Problem details
From the entries below, copy every line where the string "TextInserter" appears.

Dataset entries
//! Devanagari → Roman transliteration.
//!
//! A finite, lookup-driven transducer over the Devanagari block, not a
//! general transliteration library: one left-to-right scan with fixed tables
//! for consonants (including the nukta forms), independent vowels, dependent
//! vowel signs (matras) and the special modifiers.  A consonant with no
//! following vowel sign carries the inherent "a"; a following virama
//! suppresses it.  Anything outside the tables passes through unchanged.

/// The virama (vowel-suppression marker).
const VIRAMA: char = '\u{094D}';

/// The nukta combining mark; `consonant + nukta` pairs form the borrowed
/// Urdu/Persian sounds and must be matched before the bare consonant.
const NUKTA: char = '\u{093C}';

fn independent_vowel(c: char) -> Option<&'static str> {
    Some(match c {
        'अ' => "a",
        'आ' => "aa",
        'इ' => "i",
        'ई' => "ee",
        'उ' => "u",
        'ऊ' => "oo",
        'ऋ' => "ri",
        'ए' => "e",
        'ऐ' => "ai",
        'ओ' => "o",
        'औ' => "au",
        _ => return None,
    })
}

fn matra(c: char) -> Option<&'static str> {
    Some(match c {
        'ा' => "aa",
        'ि' => "i",
        'ी' => "ee",
        'ु' => "u",
        'ू' => "oo",
        'ृ' => "ri",
        'े' => "e",
        'ै' => "ai",
        'ो' => "o",
        'ौ' => "au",
        _ => return None,
    })
}

fn consonant(c: char) -> Option<&'static str> {
    Some(match c {
        'क' => "k",
        'ख' => "kh",
        'ग' => "g",
        'घ' => "gh",
        'ङ' => "ng",
        'च' => "ch",
        'छ' => "chh",
        'ज' => "j",
        'झ' => "jh",
        'ञ' => "ny",
        'ट' => "t",
        'ठ' => "th",
        'ड' => "d",
        'ढ' => "dh",
        'ण' => "n",
        'त' => "t",
        'थ' => "th",
        'द' => "d",
        'ध' => "dh",
        'न' => "n",
        'प' => "p",
        'फ' => "ph",
        'ब' => "b",
        'भ' => "bh",
        'म' => "m",
        'य' => "y",
        'र' => "r",
        'ल' => "l",
        'व' => "v",
        'श' => "sh",
        'ष' => "sh",
        'स' => "s",
        'ह' => "h",
        _ => return None,
    })
}

/// Consonant + nukta pairs (e.g. ज + ़ → z).
fn nukta_consonant(c: char) -> Option<&'static str> {
    Some(match c {
        'क' => "q",
        'ख' => "kh",
        'ग' => "g",
        'ज' => "z",
        'फ' => "f",
        'ड' => "r",
        'ढ' => "rh",
        _ => return None,
    })
}

/// Anusvara, chandrabindu and visarga.
fn special(c: char) -> Option<&'static str> {
    Some(match c {
        'ं' => "m",
        'ँ' => "n",
        'ः' => "h",
        VIRAMA => "",
        _ => return None,
    })
}

/// Transliterate Devanagari text to Roman script.
///
/// Correctness target is the fixed dictation vocabulary, round-tripped in the
/// tests below — phonetic completeness for arbitrary Hindi is out of scope.
///
/// ```
/// use speakflow::language::transliterate_devanagari;
///
/// assert_eq!(transliterate_devanagari("क्या"), "kyaa");
/// ```
pub fn transliterate_devanagari(text: &str) -> String {
    let chars: Vec<char> = text.chars().collect();
    let mut out = String::with_capacity(text.len());
    let mut i = 0;

    while i < chars.len() {
        let c = chars[i];

        if let Some(v) = independent_vowel(c) {
            out.push_str(v);
            i += 1;
            continue;
        }

        // Nukta forms take priority over the bare consonant.
        let mut base: Option<&'static str> = None;
        if i + 1 < chars.len() && chars[i + 1] == NUKTA {
            if let Some(b) = nukta_consonant(c) {
                base = Some(b);
                i += 2;
            }
        }
        if base.is_none() {
            if let Some(b) = consonant(c) {
                base = Some(b);
                i += 1;
            }
        }

        if let Some(base) = base {
            match chars.get(i) {
                Some(&VIRAMA) => {
                    // Explicit vowel suppression: bare consonant, no "a".
                    out.push_str(base);
                    i += 1;
                }
                Some(&next) if matra(next).is_some() => {
                    out.push_str(base);
                    out.push_str(matra(next).unwrap_or_default());
                    i += 1;
                }
                _ => {
                    out.push_str(base);
                    out.push('a');
                }
            }
            continue;
        }

        if let Some(m) = matra(c) {
            out.push_str(m);
            i += 1;
            continue;
        }

        if let Some(s) = special(c) {
            out.push_str(s);
            i += 1;
            continue;
        }

        out.push(c);
        i += 1;
    }

    out
}

// ---------------------------------------------------------------------------
// Tests
// ---------------------------------------------------------------------------

#[cfg(test)]
mod tests {
    use super::*;

    // ---- fixed test vocabulary ----

    #[test]
    fn bare_consonant_carries_inherent_a() {
        assert_eq!(transliterate_devanagari("क"), "ka");
    }

    #[test]
    fn matra_replaces_inherent_vowel() {
        assert_eq!(transliterate_devanagari("का"), "kaa");
    }

    #[test]
    fn virama_suppresses_inherent_vowel() {
        assert_eq!(transliterate_devanagari("क्या"), "kyaa");
    }

    #[test]
    fn common_words() {
        assert_eq!(transliterate_devanagari("नमस्ते"), "namaste");
        assert_eq!(transliterate_devanagari("भाई"), "bhaaee");
        assert_eq!(transliterate_devanagari("है"), "hai");
    }

    // ---- structural cases ----

    #[test]
    fn independent_vowels() {
        assert_eq!(transliterate_devanagari("अ"), "a");
        assert_eq!(transliterate_devanagari("आओ"), "aao");
    }

    #[test]
    fn nukta_consonant_before_plain() {
        // ज + nukta is z, plain ज is j.
        assert_eq!(transliterate_devanagari("ज\u{093C}"), "za");
        assert_eq!(transliterate_devanagari("ज"), "ja");
    }

    #[test]
    fn anusvara_renders_as_m() {
        assert_eq!(transliterate_devanagari("मं"), "mam");
    }

    #[test]
    fn unmapped_codepoints_pass_through() {
        assert_eq!(transliterate_devanagari("क hello!"), "ka hello!");
        assert_eq!(transliterate_devanagari("123"), "123");
    }

    #[test]
    fn empty_input() {
        assert_eq!(transliterate_devanagari(""), "");
    }

    #[test]
    fn mixed_script_sentence() {
        assert_eq!(
            transliterate_devanagari("क्या time है"),
            "kyaa time hai"
        );
    }
}
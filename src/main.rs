//! Daemon entry point — speakflow push-to-talk dictation.
//!
//! # Startup sequence
//!
//! 1. Initialise logging.
//! 2. Load and validate [`AppConfig`] (defaults on first run).
//! 3. Preflight the Automation permission and build the service gates.
//! 4. Build the recorder, ducker, inserter, cleanup engine, history store
//!    and the (lazily loaded) Whisper engine.
//! 5. Wire the channels: hotkeys → orchestrator, work items → worker.
//! 6. Spawn the worker and orchestrator tasks, start the hotkey listener.
//! 7. Block on Ctrl-C; on shutdown stop any live capture and restore the
//!    system volume.

use std::sync::Arc;

use anyhow::Context;
use tokio::sync::mpsc;

use speakflow::audio::Recorder;
use speakflow::cleanup::TextCleanup;
use speakflow::config::{AppConfig, AppPaths};
use speakflow::history::{HistorySink, NoopHistory, TranscriptHistory};
use speakflow::hotkey::{parse_key, HotkeyEvent, HotkeyListener};
use speakflow::insert::{preflight_automation_permission, TextInserter};
use speakflow::pipeline::{
    new_shared_state, DictationOrchestrator, PipelineWorker, ServiceGates, SystemFrontmost,
    WORK_QUEUE_CAPACITY,
};
use speakflow::stt::{SttEngine, SttError, Transcript, WhisperEngine};
use speakflow::system_audio::SystemAudioDucker;

fn main() -> anyhow::Result<()> {
    env_logger::Builder::from_env(env_logger::Env::default().default_filter_or("info")).init();
    log::info!("speakflow starting up");

    let paths = AppPaths::new();
    let config = AppConfig::load().context("loading settings")?;
    config.validate().context("validating settings")?;

    let rt = tokio::runtime::Builder::new_multi_thread()
        .enable_all()
        .build()
        .context("creating tokio runtime")?;

    // Automation preflight: the first call also triggers the system prompt.
    let automation_granted = preflight_automation_permission();
    if !automation_granted {
        log::warn!(
            "Automation permission not granted; dictation is disabled until it is. \
             Grant access to System Events in System Settings > Privacy & Security."
        );
    }
    let gates = Arc::new(ServiceGates::new(true, automation_granted));

    // ── Components ──
    let state = new_shared_state();
    let recorder = Arc::new(Recorder::new(config.audio.clone()));
    let ducker = Arc::new(SystemAudioDucker::from_config(&config.ducking));
    let inserter = Arc::new(TextInserter::from_config(&config.insert));
    let cleanup = Arc::new(TextCleanup::from_config(&config));
    let frontmost = Arc::new(SystemFrontmost);

    let history: Arc<dyn HistorySink> = match TranscriptHistory::open(&paths.history_db) {
        Ok(store) => Arc::new(store),
        Err(err) => {
            log::warn!(
                "history database unavailable ({err}); dictations will not be recorded"
            );
            Arc::new(NoopHistory)
        }
    };

    // The model file is only read on the first dictation; a missing file is
    // reported per-dictation instead of refusing to start.
    let model_path = paths.models_dir.join(format!("ggml-{}.bin", config.stt.model));
    let stt: Arc<dyn SttEngine> =
        match WhisperEngine::new(&model_path, config.stt.language.clone()) {
            Ok(engine) => Arc::new(engine),
            Err(err) => {
                log::warn!("whisper model unavailable: {err}");
                Arc::new(MissingModelStt {
                    path: model_path.display().to_string(),
                })
            }
        };

    // ── Channels and tasks ──
    let (hotkey_tx, hotkey_rx) = mpsc::channel::<HotkeyEvent>(16);
    let (work_tx, work_rx) = mpsc::channel(WORK_QUEUE_CAPACITY);

    let worker = PipelineWorker::new(
        Arc::clone(&state),
        stt,
        cleanup,
        Arc::clone(&inserter),
        history,
    );
    rt.spawn(worker.run(work_rx));

    let orchestrator = DictationOrchestrator::new(
        Arc::clone(&state),
        Arc::clone(&recorder),
        Arc::clone(&ducker),
        inserter,
        frontmost,
        gates,
        work_tx,
        config.hotkey.paste_last_enabled,
    );
    rt.spawn(orchestrator.run(hotkey_rx));

    // ── Hotkeys ──
    let push_to_talk = parse_key(&config.hotkey.push_to_talk_key).unwrap_or_else(|| {
        log::warn!(
            "unknown push-to-talk key {:?}, falling back to F9",
            config.hotkey.push_to_talk_key
        );
        rdev::Key::F9
    });
    let paste_last = if config.hotkey.paste_last_enabled {
        let key = parse_key(&config.hotkey.paste_last_key);
        if key.is_none() {
            log::warn!(
                "unknown paste-last key {:?}, shortcut disabled",
                config.hotkey.paste_last_key
            );
        }
        key
    } else {
        None
    };
    let _listener = HotkeyListener::start(push_to_talk, paste_last, hotkey_tx);

    log::info!(
        "ready: hold {} to dictate{}",
        config.hotkey.push_to_talk_key,
        if paste_last.is_some() {
            format!(", press {} to re-paste", config.hotkey.paste_last_key)
        } else {
            String::new()
        }
    );

    // ── Run until Ctrl-C ──
    rt.block_on(async {
        let _ = tokio::signal::ctrl_c().await;
    });

    log::info!("shutting down");
    if recorder.is_recording() {
        if let Err(err) = recorder.stop() {
            log::warn!("could not stop capture cleanly: {err}");
        }
    }
    // Never leave the system volume ducked.
    ducker.restore();

    Ok(())
}

// ---------------------------------------------------------------------------
// MissingModelStt — placeholder engine when no GGML model is installed
// ---------------------------------------------------------------------------

/// Keeps the daemon running without a model file; every dictation surfaces a
/// pointer to the missing path instead of silently doing nothing.
struct MissingModelStt {
    path: String,
}

impl SttEngine for MissingModelStt {
    fn transcribe(&self, _audio: &[f32]) -> Result<Transcript, SttError> {
        Err(SttError::ModelNotFound(self.path.clone()))
    }
}
//! Paste keystroke delivery.
//!
//! Two mechanisms, tried in order per attempt:
//!
//! 1. **Primary** — an AppleScript `System Events` keystroke.  When a target
//!    pid is known the keystroke is addressed to that process (with a global
//!    fallback inside the script if it is no longer frontmost), which makes
//!    the paste land in the app that was focused when recording started.
//! 2. **Secondary** — a synthetic ⌘V / Ctrl+V via the `enigo` crate.
//!
//! Both report success as a plain `bool`; the retry policy lives in the
//! inserter.

use enigo::{Direction, Enigo, Key, Keyboard, Settings};

/// Delivers the paste shortcut to the focused window.
pub trait PasteDriver: Send + Sync {
    /// Platform-native paste path, optionally addressed at `target_pid`.
    fn primary(&self, target_pid: Option<i32>) -> bool;

    /// Synthetic key-event fallback.
    fn secondary(&self) -> bool;
}

/// The real OS paste driver.
pub struct OsPasteDriver;

impl PasteDriver for OsPasteDriver {
    #[cfg(target_os = "macos")]
    fn primary(&self, target_pid: Option<i32>) -> bool {
        let script = match target_pid {
            Some(pid) => format!(
                r#"tell application "System Events"
  try
    set targetProc to first process whose unix id is {pid}
    if frontmost of targetProc then
      tell targetProc to keystroke "v" using command down
    else
      keystroke "v" using command down
    end if
  on error
    keystroke "v" using command down
  end try
end tell"#
            ),
            None => r#"tell application "System Events" to keystroke "v" using command down"#
                .to_string(),
        };

        match std::process::Command::new("osascript")
            .args(["-e", &script])
            .output()
        {
            Ok(output) if output.status.success() => true,
            Ok(output) => {
                log::debug!(
                    "insert: System Events paste failed: {}",
                    String::from_utf8_lossy(&output.stderr).trim()
                );
                false
            }
            Err(err) => {
                log::debug!("insert: could not run osascript: {err}");
                false
            }
        }
    }

    #[cfg(not(target_os = "macos"))]
    fn primary(&self, _target_pid: Option<i32>) -> bool {
        // No System Events equivalent; the enigo fallback is the only path.
        false
    }

    fn secondary(&self) -> bool {
        match simulate_paste() {
            Ok(()) => true,
            Err(err) => {
                log::debug!("insert: key-event paste fallback failed: {err}");
                false
            }
        }
    }
}

/// Send the OS paste shortcut: ⌘V on macOS, Ctrl+V elsewhere.
///
/// A new [`Enigo`] instance is created per call because `Enigo` is not `Send`
/// and the handle is cheap to construct.
fn simulate_paste() -> Result<(), String> {
    let mut enigo = Enigo::new(&Settings::default()).map_err(|e| e.to_string())?;

    #[cfg(target_os = "macos")]
    let modifier = Key::Meta;
    #[cfg(not(target_os = "macos"))]
    let modifier = Key::Control;

    enigo
        .key(modifier, Direction::Press)
        .map_err(|e| e.to_string())?;
    enigo
        .key(Key::Unicode('v'), Direction::Click)
        .map_err(|e| e.to_string())?;
    enigo
        .key(modifier, Direction::Release)
        .map_err(|e| e.to_string())?;

    Ok(())
}

// ---------------------------------------------------------------------------
// Permission preflight
// ---------------------------------------------------------------------------

/// Check (and, on first run, trigger the system prompt for) the Automation
/// permission needed to drive System Events.
///
/// On macOS any AppleEvent sent to System Events is enough to validate the
/// grant.  Elsewhere the check degrades to "can we construct a keyboard
/// handle at all".
#[cfg(target_os = "macos")]
pub fn preflight_automation_permission() -> bool {
    let script = r#"tell application "System Events" to get name of first process"#;
    match std::process::Command::new("osascript")
        .args(["-e", script])
        .output()
    {
        Ok(output) => output.status.success(),
        Err(err) => {
            log::debug!("insert: automation preflight could not run osascript: {err}");
            false
        }
    }
}

#[cfg(not(target_os = "macos"))]
pub fn preflight_automation_permission() -> bool {
    Enigo::new(&Settings::default()).is_ok()
}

Answer to this task
use speakflow::insert::{preflight_automation_permission, TextInserter};
    let inserter = Arc::new(TextInserter::from_config(&config.insert));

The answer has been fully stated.